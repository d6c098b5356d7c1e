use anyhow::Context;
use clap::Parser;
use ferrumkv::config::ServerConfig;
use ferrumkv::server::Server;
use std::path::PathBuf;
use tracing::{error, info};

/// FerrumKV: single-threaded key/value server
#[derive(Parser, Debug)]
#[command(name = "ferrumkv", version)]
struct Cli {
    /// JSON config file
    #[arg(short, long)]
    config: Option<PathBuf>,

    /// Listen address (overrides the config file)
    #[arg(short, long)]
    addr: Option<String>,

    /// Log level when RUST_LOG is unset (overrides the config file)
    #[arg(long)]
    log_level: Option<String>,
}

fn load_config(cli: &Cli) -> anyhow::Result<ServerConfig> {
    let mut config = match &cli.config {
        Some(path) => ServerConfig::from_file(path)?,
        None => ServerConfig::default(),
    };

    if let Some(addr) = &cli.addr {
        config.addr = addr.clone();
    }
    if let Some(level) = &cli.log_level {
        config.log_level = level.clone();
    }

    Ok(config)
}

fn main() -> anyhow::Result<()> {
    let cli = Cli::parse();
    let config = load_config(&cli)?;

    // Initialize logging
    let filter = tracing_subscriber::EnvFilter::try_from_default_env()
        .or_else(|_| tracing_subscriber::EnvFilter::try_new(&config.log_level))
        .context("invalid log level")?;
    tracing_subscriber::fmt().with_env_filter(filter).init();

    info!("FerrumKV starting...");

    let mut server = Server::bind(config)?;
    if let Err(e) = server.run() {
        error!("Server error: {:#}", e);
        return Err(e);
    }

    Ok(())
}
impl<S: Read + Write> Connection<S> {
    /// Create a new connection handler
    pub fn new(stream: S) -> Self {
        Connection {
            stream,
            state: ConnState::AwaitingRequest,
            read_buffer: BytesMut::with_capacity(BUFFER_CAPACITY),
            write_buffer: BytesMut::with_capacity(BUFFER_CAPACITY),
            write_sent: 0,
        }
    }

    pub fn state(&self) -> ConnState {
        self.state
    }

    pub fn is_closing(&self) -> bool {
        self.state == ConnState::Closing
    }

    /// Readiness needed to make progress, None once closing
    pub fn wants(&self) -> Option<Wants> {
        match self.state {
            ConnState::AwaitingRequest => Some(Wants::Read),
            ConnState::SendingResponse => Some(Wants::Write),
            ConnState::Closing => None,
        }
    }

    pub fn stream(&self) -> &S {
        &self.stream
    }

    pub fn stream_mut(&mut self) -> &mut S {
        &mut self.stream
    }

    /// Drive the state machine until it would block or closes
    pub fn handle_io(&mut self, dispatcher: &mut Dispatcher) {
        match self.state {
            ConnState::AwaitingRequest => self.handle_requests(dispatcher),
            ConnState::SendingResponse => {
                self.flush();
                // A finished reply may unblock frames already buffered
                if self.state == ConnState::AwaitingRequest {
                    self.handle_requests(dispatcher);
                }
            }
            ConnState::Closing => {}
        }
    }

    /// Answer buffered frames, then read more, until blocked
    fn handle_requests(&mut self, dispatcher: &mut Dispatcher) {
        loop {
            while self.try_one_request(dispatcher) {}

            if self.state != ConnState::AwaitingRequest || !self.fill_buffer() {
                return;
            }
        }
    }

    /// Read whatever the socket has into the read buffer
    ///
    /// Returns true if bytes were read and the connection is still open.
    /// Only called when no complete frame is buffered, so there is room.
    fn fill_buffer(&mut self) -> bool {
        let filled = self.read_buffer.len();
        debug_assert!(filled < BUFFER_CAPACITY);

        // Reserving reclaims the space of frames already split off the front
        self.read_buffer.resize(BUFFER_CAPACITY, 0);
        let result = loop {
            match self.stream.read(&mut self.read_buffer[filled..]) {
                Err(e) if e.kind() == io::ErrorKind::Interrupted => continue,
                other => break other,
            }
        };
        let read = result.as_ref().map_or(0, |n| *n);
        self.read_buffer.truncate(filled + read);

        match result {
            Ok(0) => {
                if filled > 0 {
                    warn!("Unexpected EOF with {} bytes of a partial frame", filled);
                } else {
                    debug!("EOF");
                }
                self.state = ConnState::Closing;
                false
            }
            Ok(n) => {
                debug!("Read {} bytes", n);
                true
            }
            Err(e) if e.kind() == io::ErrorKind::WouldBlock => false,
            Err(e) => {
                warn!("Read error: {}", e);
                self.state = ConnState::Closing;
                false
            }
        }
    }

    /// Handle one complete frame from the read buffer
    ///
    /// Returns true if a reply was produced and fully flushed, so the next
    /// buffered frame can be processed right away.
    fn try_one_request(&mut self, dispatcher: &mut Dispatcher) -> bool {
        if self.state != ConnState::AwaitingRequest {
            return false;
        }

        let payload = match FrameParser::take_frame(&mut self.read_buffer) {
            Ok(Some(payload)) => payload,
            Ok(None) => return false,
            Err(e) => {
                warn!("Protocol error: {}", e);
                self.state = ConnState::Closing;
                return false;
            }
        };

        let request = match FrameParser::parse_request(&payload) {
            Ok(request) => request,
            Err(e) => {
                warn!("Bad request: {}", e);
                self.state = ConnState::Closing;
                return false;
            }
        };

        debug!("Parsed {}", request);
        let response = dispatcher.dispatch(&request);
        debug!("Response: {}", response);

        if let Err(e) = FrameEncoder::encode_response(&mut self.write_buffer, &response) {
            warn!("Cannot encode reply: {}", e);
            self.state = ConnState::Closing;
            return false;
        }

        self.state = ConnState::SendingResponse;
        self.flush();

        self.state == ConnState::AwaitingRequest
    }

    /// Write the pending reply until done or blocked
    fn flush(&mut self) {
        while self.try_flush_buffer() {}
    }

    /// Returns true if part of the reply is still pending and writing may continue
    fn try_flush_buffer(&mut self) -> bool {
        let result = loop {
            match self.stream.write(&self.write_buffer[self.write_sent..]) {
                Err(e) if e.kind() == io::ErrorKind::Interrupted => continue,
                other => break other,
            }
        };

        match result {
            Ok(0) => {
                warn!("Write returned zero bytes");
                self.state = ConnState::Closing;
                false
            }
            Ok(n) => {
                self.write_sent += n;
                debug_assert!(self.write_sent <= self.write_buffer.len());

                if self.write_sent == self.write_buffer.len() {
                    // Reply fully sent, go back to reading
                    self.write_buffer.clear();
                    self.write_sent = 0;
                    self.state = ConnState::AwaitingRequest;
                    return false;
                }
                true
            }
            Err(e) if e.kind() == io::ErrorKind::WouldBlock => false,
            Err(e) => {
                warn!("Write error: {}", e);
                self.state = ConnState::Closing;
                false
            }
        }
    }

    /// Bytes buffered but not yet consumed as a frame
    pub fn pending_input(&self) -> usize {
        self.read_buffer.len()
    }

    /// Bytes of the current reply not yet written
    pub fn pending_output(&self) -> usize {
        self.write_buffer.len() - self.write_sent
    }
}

☆ ☆ ☆

■ **Exercise prompt**
Write out every line from the entries where "clone" appears.

■ **Result for this exercise**
        config.addr = addr.clone();
        config.log_level = level.clone();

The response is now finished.